Contaminação nuclear
Mas também é fato que há emissão de gases de efeito estufa na extração de urânio, por exemplo. E não é nada sustentável o fato de que, após catástrofes em centrais nucleares como em Tchernobil, em 1986, e Fukushima, em 2011, regiões inteiras fiquem inabitáveis durante longos períodos e que os custos para a superação das catástrofes acabam, na maioria das vezes, sendo transferidos para a sociedade, e não para a indústria.
Além disso, o debate sobre energia nuclear em Bruxelas esqueceu completamente que todos os países que produzem ou produziram energia nuclear têm diante de si a hercúlea tarefa de descartar o lixo atômico. A busca por um depósito definitivo para o lixo nuclear na Alemanha é uma tarefa de gerações – sem falar na execução efetiva do descarte, com custos na casa dos bilhões.
Será que a energia nuclear é sustentável?
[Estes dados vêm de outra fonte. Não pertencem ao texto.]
#[derive(Debug, Clone, PartialEq)]
pub struct SnapshotIr {
    pub stores: Vec<StoreIr>,
}

impl SnapshotIr {
    pub fn new(stores: Vec<StoreIr>) -> SnapshotIr {
        SnapshotIr { stores }
    }
}

#[derive(Debug, Clone, PartialEq)]
pub struct StoreIr {
    pub id: String,
    pub regions: Vec<RegionIr>,
}

impl StoreIr {
    pub fn new(id: String, regions: Option<Vec<RegionIr>>) -> StoreIr {
        StoreIr {
            id,
            regions: regions.unwrap_or_else(Vec::default),
        }
    }
}

#[derive(Debug, Clone, PartialEq)]
pub struct RegionIr {
    pub id: String,
    pub vals: Vec<f64>,
}

impl RegionIr {
    pub fn new(id: String, vals: Vec<f64>) -> RegionIr {
        RegionIr { id, vals }
    }
}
Tendo a dizer que não. A construção de novas usinas nucleares também é tão cara que o conceito da preservação de recursos simplesmente não cabe nesse contexto.
Derrota para os verdes
Quando o tema é gás, as coisas são diferentes. A Alemanha tem objetivos ambiciosos com a saída da energia nuclear e da energia a carvão, que quer adiantar de 2038 para 2030. Para conseguir isso, o país terá de depender de gás como tecnologia de transição por muito tempo se não quiser importar energia elétrica, especialmente gerada por usinas nucleares francesas.
Nesse contexto, os verdes poderão amargar a próxima derrota se o chanceler federal alemão, Olaf Scholz, impuser seu apoio ao gasoduto russo Nord Stream 2. E parece que é o que vai acontecer.
Pode-se falar, então, num renascimento da energia nuclear? Dificilmente. Basicamente, a duração do funcionamento de centrais antigas nos países que produzem energia nuclear será prolongada. Planos de construção de novas usinas costumam fracassar diante dos imensos custos.
Mas a fome de energia do mundo é enorme e deverá voltar a aumentar depois do coronavírus. Especialmente a China está apostando em todas as formas de produção de energia – paralelamente à energia renovável, há a aposta nas energias fósseis e na nuclear.
No longo prazo, porém, os países querem apostar em energias renováveis, mesmo havendo forte lobby para as formas antigas de se gerar energia. Depois da decisão de Bruxelas, está valendo também a premissa de esperar para ver quantos investidores realmente querem apostar em formas ultrapassadas de geração de energia.
A maior parte dos fundos retirou suas aplicações da energia a carvão, prejudicial ao meio ambiente. É possível que sintam pouca vontade de manter viva, durante mais alguns anos, uma técnica altamente arriscada do passado.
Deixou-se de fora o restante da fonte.